→ Work order
Scan the entries for the string "resolver" and give the number of lines that have it, nothing further.

==== Material shown ====

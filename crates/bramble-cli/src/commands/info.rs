//! Handler for `bramble info`.

use std::path::Path;

use miette::Result;

pub fn exec(repo: &Path, name: &str) -> Result<()> {
    bramble_ops::ops_info::info(repo, name)
}
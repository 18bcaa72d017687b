//! Operation: validate every recipe in a repository.
//!
//! Each recipe is loaded and validated on its own, so one broken file does
//! not hide problems in the others. Dependency targets that have no recipe
//! are reported as warnings; they only fail a resolution if a guard
//! actually activates the edge.

use std::collections::BTreeSet;
use std::path::Path;

use bramble_core::recipe::Recipe;
use bramble_core::repository::RecipeSource;
use bramble_util::errors::BrambleError;
use bramble_util::progress;

use crate::ops_setup;

/// Outcome of checking a repository.
#[derive(Debug, Default)]
pub struct CheckSummary {
    pub checked: usize,
    /// `(name, problem)` for every recipe that failed to load.
    pub invalid: Vec<(String, String)>,
    /// `(recipe, target)` for edges naming a package with no recipe.
    pub dangling: Vec<(String, String)>,
}

/// Check the repository at `repo`, printing one status line per problem.
pub fn check(repo: &Path) -> miette::Result<CheckSummary> {
    let source = ops_setup::open_repository(repo)?;
    progress::status("Checking", &format!("recipes in {}", repo.display()));
    let summary = check_source(source.as_ref())?;

    for (name, problem) in &summary.invalid {
        progress::status_error("Invalid", &format!("{name}: {problem}"));
    }
    for (name, target) in &summary.dangling {
        progress::status_warn(
            "Missing",
            &format!("{name} depends on `{target}`, which has no recipe"),
        );
    }

    if summary.invalid.is_empty() {
        progress::status("Finished", &format!("{} recipes are valid", summary.checked));
        Ok(summary)
    } else {
        Err(BrambleError::Recipe {
            message: format!(
                "{} of {} recipes failed validation",
                summary.invalid.len(),
                summary.checked
            ),
        }
        .into())
    }
}

/// Load every recipe `source` knows about and collect the problems.
pub fn check_source(source: &dyn RecipeSource) -> miette::Result<CheckSummary> {
    let names = source.names().map_err(|e| BrambleError::Repository {
        message: e.detail(),
    })?;
    let known: BTreeSet<&str> = names.iter().map(String::as_str).collect();

    let mut summary = CheckSummary::default();
    for name in &names {
        summary.checked += 1;
        match source.lookup(name) {
            Ok(recipe) => {
                tracing::debug!(
                    "{name}: {} versions, {} edges",
                    recipe.versions.len(),
                    recipe.depends.len()
                );
                for target in dangling_targets(&recipe, &known) {
                    summary.dangling.push((name.clone(), target));
                }
            }
            Err(e) => summary.invalid.push((name.clone(), e.detail())),
        }
    }
    Ok(summary)
}

fn dangling_targets(recipe: &Recipe, known: &BTreeSet<&str>) -> Vec<String> {
    let targets: BTreeSet<&str> = recipe
        .depends
        .iter()
        .map(|edge| edge.target.as_str())
        .filter(|target| !known.contains(target))
        .collect();
    targets.into_iter().map(str::to_string).collect()
}
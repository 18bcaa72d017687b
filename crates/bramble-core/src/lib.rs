//! Core data types for Bramble.
//!
//! This crate defines everything the resolver consumes: parsed versions and
//! version constraints, typed build variants, guard predicates and the text
//! syntax they are written in, recipes and their TOML encoding, the `Spec`
//! node type, the resolution configuration object, and the recipe
//! repository interface.
//!
//! This crate is intentionally free of async code and of any resolution
//! logic.

pub mod config;
pub mod error;
pub mod guard;
pub mod recipe;
pub mod repository;
pub mod spec;
pub mod syntax;
pub mod variant;
pub mod version;
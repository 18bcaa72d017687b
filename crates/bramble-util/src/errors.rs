use miette::Diagnostic;
use thiserror::Error;

/// Unified error type for Bramble operations outside the resolver core.
#[derive(Debug, Error, Diagnostic)]
pub enum BrambleError {
    /// A recipe could not be loaded or failed validation.
    #[error("Recipe error: {message}")]
    #[diagnostic(help("Run `bramble check` to validate every recipe in the repository"))]
    Recipe { message: String },

    /// A recipe repository directory is missing or unreadable.
    #[error("Repository error: {message}")]
    #[diagnostic(help("Point --repo at a directory of <name>.toml recipe files"))]
    Repository { message: String },

    /// Invalid or malformed configuration file.
    #[error("Configuration error: {message}")]
    Config { message: String },

    /// A request or spec string could not be parsed.
    #[error("Invalid spec: {message}")]
    Spec { message: String },

    /// Dependency resolution failed (conflicts, cycles, missing recipes).
    #[error("Dependency resolution failed: {message}")]
    Resolution { message: String },

    /// Catch-all for miscellaneous errors.
    #[error("{message}")]
    Generic { message: String },
}
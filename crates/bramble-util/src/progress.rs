//! Styled status lines on stderr, so stdout stays clean for graph output.

use std::io::Write;

use console::Style;

fn print_status(style: Style, label: &str, message: &str) {
    let _ = writeln!(std::io::stderr(), "{:>12} {message}", style.apply_to(label));
}

/// Print a Cargo-style status line: `   Resolving crtm@v2.4-jedi.1 +fix`
///
/// The `label` is right-aligned to 12 columns in bold green.
pub fn status(label: &str, message: &str) {
    print_status(Style::new().green().bold(), label, message);
}

/// Bold yellow label, for problems that do not stop the operation.
pub fn status_warn(label: &str, message: &str) {
    print_status(Style::new().yellow().bold(), label, message);
}

/// Bold red label.
pub fn status_error(label: &str, message: &str) {
    print_status(Style::new().red().bold(), label, message);
}
//! Operation: describe one recipe.

use std::path::Path;

use bramble_core::recipe::Recipe;
use bramble_core::repository::RecipeSource;
use bramble_util::errors::BrambleError;

use crate::ops_setup;

/// Print everything `repo` declares about package `name`.
pub fn info(repo: &Path, name: &str) -> miette::Result<()> {
    let source = ops_setup::open_repository(repo)?;
    let recipe = source.lookup(name).map_err(|e| BrambleError::Recipe {
        message: e.detail(),
    })?;
    print!("{}", render(&recipe));
    Ok(())
}

pub fn render(recipe: &Recipe) -> String {
    let mut out = recipe.name.clone();
    if let Some(description) = &recipe.description {
        out.push_str(&format!(": {description}"));
    }
    out.push('\n');
    if let Some(homepage) = &recipe.homepage {
        out.push_str(&format!("Homepage: {homepage}\n"));
    }
    if !recipe.maintainers.is_empty() {
        out.push_str(&format!("Maintainers: {}\n", recipe.maintainers.join(", ")));
    }

    out.push_str("\nVersions (preferred first):\n");
    for entry in &recipe.versions {
        out.push_str(&format!("  {}", entry.version));
        if let Some(source_ref) = entry.source_ref() {
            out.push_str(&format!("  {source_ref}"));
        }
        if entry.deprecated {
            out.push_str("  (deprecated)");
        }
        out.push('\n');
    }

    if !recipe.variants.is_empty() {
        out.push_str("\nVariants:\n");
        for variant in &recipe.variants {
            out.push_str(&format!("  {variant}"));
            if !variant.description.is_empty() {
                out.push_str(&format!("\n      {}", variant.description));
            }
            out.push('\n');
        }
    }

    if !recipe.depends.is_empty() {
        out.push_str("\nDependencies:\n");
        for edge in &recipe.depends {
            out.push_str(&format!("  {edge} ({})\n", edge.kinds_label()));
        }
    }

    if !recipe.conflicts.is_empty() {
        out.push_str("\nConflicts:\n");
        for conflict in &recipe.conflicts {
            out.push_str(&format!("  {conflict}\n"));
        }
    }
    out
}

#[cfg(test)]
mod tests {
    use super::*;

    #[test]
    fn renders_every_section() {
        let recipe = Recipe::from_toml_str(
            r#"
[package]
name = "crtm"
description = "Community Radiative Transfer Model"

[[versions]]
version = "v2.4-jedi.1"
tag = "v2.4-jedi.1"

[[versions]]
version = "v2.3-jedi.4"
deprecated = true

[variants.fix]
default = false
description = "Download the fix files"

[[depends]]
spec = "cmake@3.14:"
type = "build"

[[depends]]
spec = "crtm-fix@2.4.0_emc"
when = "@v2.4-jedi.1 +fix"

[[conflicts]]
spec = "+fix"
when = "@v2.3-jedi.4"
msg = "no fix files"
"#,
        )
        .unwrap();
        let out = render(&recipe);
        assert!(out.starts_with("crtm: Community Radiative Transfer Model\n"));
        assert!(out.contains("  v2.4-jedi.1  v2.4-jedi.1\n"));
        assert!(out.contains("  v2.3-jedi.4  (deprecated)\n"));
        assert!(out.contains("Download the fix files"));
        assert!(out.contains("  cmake@3.14: (build)\n"));
        assert!(out.contains("crtm-fix@2.4.0_emc when"));
        assert!(out.contains("Conflicts:\n  conflicts with `+fix` when `@v2.3-jedi.4`: no fix files\n"));
    }
}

====

→ Result of the task
2